Methods Eight electronic databases were searched for empirical studies indexed before March 2010. Abstracts from relevant conferences were reviewed and senior authors contacted to find unpublished materials. Eligible studies examined participants without a history of genital herpes who underwent HSV-2 serological testing and reported data from at least one quantitative or qualitative psychosocial assessment conducted after receiving HSV results.
Results Of nine studies that satisfied the inclusion criteria, seven reported that HSV-2 diagnosis by serological test did not have a persistent negative impact on 309 participants' mental health or sexual attitude and satisfaction.
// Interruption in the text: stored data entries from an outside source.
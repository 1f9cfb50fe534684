use chrono::{DateTime, Utc};
use serde::{Deserialize, Serialize};
use std::sync::Arc;
use tokio::sync::Mutex;

/// Who produced a transcript line.
#[derive(Debug, Clone, Copy, PartialEq, Eq, Serialize, Deserialize)]
#[serde(rename_all = "lowercase")]
pub enum Speaker {
    Agent,
    User,
    System,
}

/// One line of the conversation log, in arrival order.
#[derive(Debug, Clone, Serialize, Deserialize)]
pub struct TranscriptEntry {
    pub speaker: Speaker,
    pub text: String,
    pub timestamp: DateTime<Utc>,
}

impl TranscriptEntry {
    pub fn new(speaker: Speaker, text: impl Into<String>) -> Self {
        Self {
            speaker,
            text: text.into(),
            timestamp: Utc::now(),
        }
    }
}

/// Shared, append-only conversation log for one interview attempt.
///
/// Entry order is arrival order of the underlying events, which is the
/// canonical conversation order.
#[derive(Clone, Default)]
pub struct TranscriptLog {
    entries: Arc<Mutex<Vec<TranscriptEntry>>>,
}

impl TranscriptLog {
    pub fn new() -> Self {
        Self::default()
    }

    pub async fn append(&self, speaker: Speaker, text: impl Into<String>) {
        let mut entries = self.entries.lock().await;
        entries.push(TranscriptEntry::new(speaker, text));
    }

    pub async fn snapshot(&self) -> Vec<TranscriptEntry> {
        self.entries.lock().await.clone()
    }

    pub async fn len(&self) -> usize {
        self.entries.lock().await.len()
    }

    pub async fn is_empty(&self) -> bool {
        self.entries.lock().await.is_empty()
    }

    /// Render the log as the uploadable transcription text: one line per
    /// entry, agent lines prefixed "AI: ", user lines "User: ", system lines
    /// bare.
    pub async fn render_text(&self) -> String {
        let entries = self.entries.lock().await;
        let mut out = String::new();
        for entry in entries.iter() {
            match entry.speaker {
                Speaker::Agent => {
                    out.push_str("AI: ");
                    out.push_str(&entry.text);
                }
                Speaker::User => {
                    out.push_str("User: ");
                    out.push_str(&entry.text);
                }
                Speaker::System => out.push_str(&entry.text),
            }
            out.push('\n');
        }
        out.trim_end().to_string()
    }
}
Two studies reported a negative impact of testing; one found that five HSV-2-seropositive college students had increased distress 3 months post-testing compared with HSV-2-negative individuals, and the other found self-reports of sexual undesirability up to 1 year after diagnosis in some people. The perceived severity of a genital herpes diagnosis was moderately severe for participants before testing; however, post-testing, the reported severity of a herpes diagnosis was lower among those testing HSV-2 positive.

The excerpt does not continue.